▶ **YOUR GOAL**
Using the entries that follow, collect the lines where the word "SimulationResult" appears.

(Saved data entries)
+---+

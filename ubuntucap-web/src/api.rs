use crate::http::{ApiError, HttpClient};
use serde_json::Value;
use shared::models::envelope::{decode, decode_list};
use shared::models::{
    AcceptOfferRequest, Acknowledgement, CalculateScoreRequest, ConsentRequest,
    CreditScoreResult, DashboardData, LoanApplicationReceipt, LoanApplicationRequest, LoanDetails,
    LoanOffer, LoanPortfolio, LoginRequest, LoginResponse, MpesaProfile, PasswordResetConfirm,
    PasswordResetRequest, ProfileUpdate, RegistrationRequest, RegistrationResponse,
    RepaymentInitiation, RepaymentRequest, ScoreAnalytics, ScoreHistoryEntry, SimulationRequest,
    SimulationResult, TransactionHistory, User, VerifyPhoneRequest,
};

/// Endpoint paths, relative to the configured API base URL.
pub mod paths {
    pub const REGISTER: &str = "users/register/";
    pub const VERIFY_PHONE: &str = "users/verify-phone/";
    pub const LOGIN: &str = "users/login/";
    pub const LOGOUT: &str = "users/logout/";
    pub const PASSWORD_RESET: &str = "users/password-reset/";
    pub const PASSWORD_RESET_CONFIRM: &str = "users/password-reset-confirm/";
    pub const PROFILE: &str = "users/profile/";
    pub const PROFILE_UPDATE: &str = "users/profile/update/";
    pub const CONSENT: &str = "users/consent/";
    pub const DASHBOARD: &str = "users/dashboard/";

    pub const LOAN_SUBMIT: &str = "loans/applications/submit/";
    pub const MY_LOANS: &str = "loans/my-loans/";

    pub const CALCULATE_SCORE: &str = "credit/calculate-score/";
    pub const SCORE_HISTORY: &str = "credit/scores/history/";
    pub const SCORE_ANALYTICS: &str = "credit/scores/analytics/";
    pub const CURRENT_OFFERS: &str = "credit/offers/current/";
    pub const OFFER_HISTORY: &str = "credit/offers/history/";
    pub const ACCEPT_OFFER: &str = "credit/offers/accept/";

    pub const MPESA_PROFILE: &str = "mpesa/profile/";
    pub const MPESA_TRANSACTIONS: &str = "mpesa/transaction-history/";
    pub const MPESA_ANALYZE: &str = "mpesa/analyze-transactions/";
    pub const MPESA_SIMULATE: &str = "mpesa/simulate-transactions/";
    pub const MPESA_REPAYMENT: &str = "mpesa/initiate-repayment/";

    /// `loans/my-loans/{id}/`
    pub fn loan_details(id: &str) -> String {
        format!("{MY_LOANS}{}/", urlencoding::encode(id))
    }

    /// `credit/offers/{id}/decline/`
    pub fn decline_offer(id: &str) -> String {
        format!("credit/offers/{}/decline/", urlencoding::encode(id))
    }
}

/// Typed UbuntuCap endpoints. Envelope differences between endpoints and
/// backend versions are resolved here, so callers only see typed payloads.
#[derive(Clone, Debug)]
pub struct UbuntuCapApi {
    http: HttpClient,
}

impl UbuntuCapApi {
    pub fn new(http: HttpClient) -> Self {
        Self { http }
    }

    pub fn http(&self) -> &HttpClient {
        &self.http
    }

    /// Primes the CSRF cookie so the first form submission does not pay for
    /// the round trip.
    pub async fn prime_csrf(&self) -> bool {
        self.http.ensure_csrf_token().await.is_some()
    }

    pub async fn register(
        &self,
        request: &RegistrationRequest,
    ) -> Result<RegistrationResponse, ApiError> {
        self.http.post(paths::REGISTER, request).await
    }

    pub async fn verify_phone(&self, request: &VerifyPhoneRequest) -> Result<Acknowledgement, ApiError> {
        self.http.post(paths::VERIFY_PHONE, request).await
    }

    pub async fn login(&self, request: &LoginRequest) -> Result<LoginResponse, ApiError> {
        let body = self.http.post_value(paths::LOGIN, request).await?;
        Ok(LoginResponse {
            message: body
                .get("message")
                .and_then(Value::as_str)
                .map(str::to_string),
            user: decode(&body, &["user"])?,
        })
    }

    pub async fn logout(&self) -> Result<(), ApiError> {
        let result = self.http.post_value(paths::LOGOUT, &serde_json::json!({})).await;
        self.http.forget_csrf_token();
        result.map(|_| ())
    }

    pub async fn request_password_reset(
        &self,
        request: &PasswordResetRequest,
    ) -> Result<Acknowledgement, ApiError> {
        self.http.post(paths::PASSWORD_RESET, request).await
    }

    pub async fn confirm_password_reset(
        &self,
        request: &PasswordResetConfirm,
    ) -> Result<Acknowledgement, ApiError> {
        self.http.post(paths::PASSWORD_RESET_CONFIRM, request).await
    }

    /// The signed-in user. Also the check for an existing server session.
    pub async fn profile(&self) -> Result<User, ApiError> {
        let body = self.http.get_value(paths::PROFILE).await?;
        Ok(decode(&body, &["user"])?)
    }

    pub async fn update_profile(&self, update: &ProfileUpdate) -> Result<User, ApiError> {
        let body = self.http.put_value(paths::PROFILE_UPDATE, update).await?;
        Ok(decode(&body, &["user"])?)
    }

    pub async fn record_consent(&self, request: &ConsentRequest) -> Result<Acknowledgement, ApiError> {
        self.http.post(paths::CONSENT, request).await
    }

    pub async fn dashboard(&self) -> Result<DashboardData, ApiError> {
        let body = self.http.get_value(paths::DASHBOARD).await?;
        Ok(DashboardData::from_payload(&body)?)
    }

    pub async fn submit_loan_application(
        &self,
        request: &LoanApplicationRequest,
    ) -> Result<LoanApplicationReceipt, ApiError> {
        let body = self.http.post_value(paths::LOAN_SUBMIT, request).await?;
        let mut receipt: LoanApplicationReceipt = serde_json::from_value(body.clone())?;
        if receipt.application_id.is_none() {
            receipt.application_id = body.pointer("/application/id").map(|id| match id {
                Value::String(text) => text.clone(),
                other => other.to_string(),
            });
        }
        Ok(receipt)
    }

    pub async fn my_loans(&self) -> Result<LoanPortfolio, ApiError> {
        let body = self.http.get_value(paths::MY_LOANS).await?;
        if body.is_array() {
            return Ok(LoanPortfolio {
                loans: decode_list(&body, &[])?,
                applications: Vec::new(),
            });
        }
        Ok(serde_json::from_value(body)?)
    }

    pub async fn loan_details(&self, id: &str) -> Result<LoanDetails, ApiError> {
        let body = self.http.get_value(&paths::loan_details(id)).await?;
        if body.get("loan").is_some() {
            return Ok(serde_json::from_value(body)?);
        }
        Ok(LoanDetails {
            loan: serde_json::from_value(body)?,
            ..LoanDetails::default()
        })
    }

    pub async fn calculate_score(
        &self,
        request: &CalculateScoreRequest,
    ) -> Result<CreditScoreResult, ApiError> {
        let body = self.http.post_value(paths::CALCULATE_SCORE, request).await?;
        Ok(decode(&body, &["result"])?)
    }

    pub async fn score_history(&self) -> Result<Vec<ScoreHistoryEntry>, ApiError> {
        let body = self.http.get_value(paths::SCORE_HISTORY).await?;
        Ok(decode_list(&body, &["history", "scores"])?)
    }

    pub async fn score_analytics(&self) -> Result<ScoreAnalytics, ApiError> {
        let body = self.http.get_value(paths::SCORE_ANALYTICS).await?;
        Ok(decode(&body, &["analytics"])?)
    }

    pub async fn current_offers(&self) -> Result<Vec<LoanOffer>, ApiError> {
        let body = self.http.get_value(paths::CURRENT_OFFERS).await?;
        Ok(decode_list(&body, &["offers"])?)
    }

    pub async fn offer_history(&self) -> Result<Vec<LoanOffer>, ApiError> {
        let body = self.http.get_value(paths::OFFER_HISTORY).await?;
        Ok(decode_list(&body, &["offers", "history"])?)
    }

    pub async fn accept_offer(&self, offer_id: &str) -> Result<Acknowledgement, ApiError> {
        let request = AcceptOfferRequest {
            offer_id: offer_id.to_string(),
        };
        Self::acknowledged(self.http.post_value(paths::ACCEPT_OFFER, &request).await?)
    }

    pub async fn decline_offer(&self, offer_id: &str) -> Result<Acknowledgement, ApiError> {
        let body = self
            .http
            .post_value(&paths::decline_offer(offer_id), &serde_json::json!({}))
            .await?;
        Self::acknowledged(body)
    }

    /// `None` when the user has no M-Pesa data yet.
    pub async fn mpesa_profile(&self) -> Result<Option<MpesaProfile>, ApiError> {
        let body = match self.http.get_value(paths::MPESA_PROFILE).await {
            Ok(body) => body,
            Err(err) if err.is_not_found() => return Ok(None),
            Err(err) => return Err(err),
        };
        let profile: MpesaProfile = decode(&body, &["profile"])?;
        Ok((!profile.is_empty()).then_some(profile))
    }

    pub async fn transaction_history(&self) -> Result<TransactionHistory, ApiError> {
        let body = self.http.get_value(paths::MPESA_TRANSACTIONS).await?;
        if body.is_array() {
            let transactions = decode_list(&body, &[])?;
            return Ok(TransactionHistory {
                total_count: transactions.len() as u64,
                transactions,
            });
        }
        let mut history: TransactionHistory = serde_json::from_value(body)?;
        if history.total_count == 0 {
            history.total_count = history.transactions.len() as u64;
        }
        Ok(history)
    }

    pub async fn analyze_transactions(&self) -> Result<Acknowledgement, ApiError> {
        let body = self
            .http
            .post_value(paths::MPESA_ANALYZE, &serde_json::json!({}))
            .await?;
        Self::acknowledged(body)
    }

    pub async fn simulate_transactions(
        &self,
        request: &SimulationRequest,
    ) -> Result<SimulationResult, ApiError> {
        self.http.post(paths::MPESA_SIMULATE, request).await
    }

    pub async fn initiate_repayment(
        &self,
        request: &RepaymentRequest,
    ) -> Result<RepaymentInitiation, ApiError> {
        self.http.post(paths::MPESA_REPAYMENT, request).await
    }

    /// An empty 2xx body counts as success.
    fn acknowledged(body: Value) -> Result<Acknowledgement, ApiError> {
        if body.is_null() {
            return Ok(Acknowledgement {
                success: true,
                message: None,
            });
        }
        let mut ack: Acknowledgement = serde_json::from_value(body)?;
        ack.success = true;
        Ok(ack)
    }
}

+---+

▶ **TASK SOLUTION**
    SimulationResult, TransactionHistory, User, VerifyPhoneRequest,
    ) -> Result<SimulationResult, ApiError> {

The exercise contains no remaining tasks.